Photography: Different Flash Options
One of the most valuable tools that I have in my office that I absolutely could not work with if I were to have a problem with that piece of instrument that day is my camera. If you would have told me the day I got out of dental school that I would need a camera to do dentistry, I would wonder why?
Photography has come a long way
When I first opened my practice, I thought I was very lucky because I was shooting in 35 millimeter slide film, and I had a film store right below my office. I was able to take that film downstairs and drop it off and get it back in just a few days. We have obviously come a long way from there, and it gives us the ability to be able to evaluate or look diagnostically at images as soon as the images are registered. What we have to understand is is that although the brains and body of the camera, now has the resolution and the acuity to give us all the detail that we need. It is about the light that we put on our subject that can create an inference on how that information is recorded.

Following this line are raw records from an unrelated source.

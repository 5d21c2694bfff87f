//! Output serialization
//!
//! Turns a [`Converted`] result into the bytes the CLI writes, and derives
//! the default output path used by `--write`.
//!
//! - Article output is the converted text, newline terminated.
//! - Thread output is either a pretty JSON array of strings or numbered
//!   `i/N` blocks separated by blank lines.

use md2x_config::ThreadOutput;
use md2x_engine::Converted;
use std::path::{Path, PathBuf};

/// Serialize a conversion result for writing.
pub fn render(converted: &Converted, thread_output: ThreadOutput) -> Result<String, serde_json::Error> {
    let mut text = match (converted, thread_output) {
        (Converted::Article(text), _) => text.clone(),
        (Converted::Thread(segments), ThreadOutput::Json) => serde_json::to_string_pretty(segments)?,
        (Converted::Thread(segments), ThreadOutput::Numbered) => numbered(segments),
    };
    if !text.is_empty() && !text.ends_with('\n') {
        text.push('\n');
    }
    Ok(text)
}

fn numbered(segments: &[String]) -> String {
    let total = segments.len();
    segments
        .iter()
        .enumerate()
        .map(|(i, segment)| format!("{}/{total}\n{segment}", i + 1))
        .collect::<Vec<_>>()
        .join("\n\n")
}

/// Path written by `--write`: next to the input, named after its stem.
///
/// `post.md` becomes `post-twitter.md` for articles, and `post-thread.json`
/// or `post-thread.txt` for threads.
pub fn default_output_path(input: &Path, converted: &Converted, thread_output: ThreadOutput) -> PathBuf {
    let stem = input
        .file_stem()
        .map(|stem| stem.to_string_lossy().into_owned())
        .unwrap_or_else(|| "output".to_string());
    let name = match (converted, thread_output) {
        (Converted::Article(_), _) => format!("{stem}-twitter.md"),
        (Converted::Thread(_), ThreadOutput::Json) => format!("{stem}-thread.json"),
        (Converted::Thread(_), ThreadOutput::Numbered) => format!("{stem}-thread.txt"),
    };
    input.with_file_name(name)
}
//! Shell-facing helpers for the md2x binary.

pub mod output;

Ring flash and twin-point flash
Ring flashes are a great place to start. They cast the entire subject in an even bath of light, across all textures and depths. However, that is not how we would view the subject in nature; it is not always an even bath of light. There are specific angles in which light comes in and is reflected.
Twin point flashes orient the light source on either side of the lens. The advantage of a twin flash is that it brings light from specific angulation that allows us to pick up some additional diagnostic information.
Certain flashes help capture the textures and contours of our restorations.
That diagnostic information may be the labial contours, the texture, the luster of the surfaces of the tooth that are even more important today than what they ever used to be because we are often scanning cases. The models that we fabricate from scanned cases may not replicate all of that texture. During the source of communication in a remote location for indirect restorations, the laboratory technician may rely upon those images in order to try to balance out your restoration with the rest of the smile.
Flashes are an artificial light source that will create artifacts
We know what artifacts are in radiographs because they are portions of the image that really don’t exist that way in nature.The same thing happens in flash photography. The reflection from the subject to the lens that is then received by the sensor really is a devoid area of information that needs to be either removed for diagnostic purposes or otherwise softened in order to make a subject more beautiful. We would remove those spectral reflections with a process called cross polarization or we may soften or enhance our subject by using something like softboxes. Although softboxes will make your dentistry look beautiful, they also remove a lot of diagnostic information are not necessarily part of our protocol in communication to the laboratory. Things like cross polarization and utilization of twin flashes are something that are very valuable in mastering in dental photography.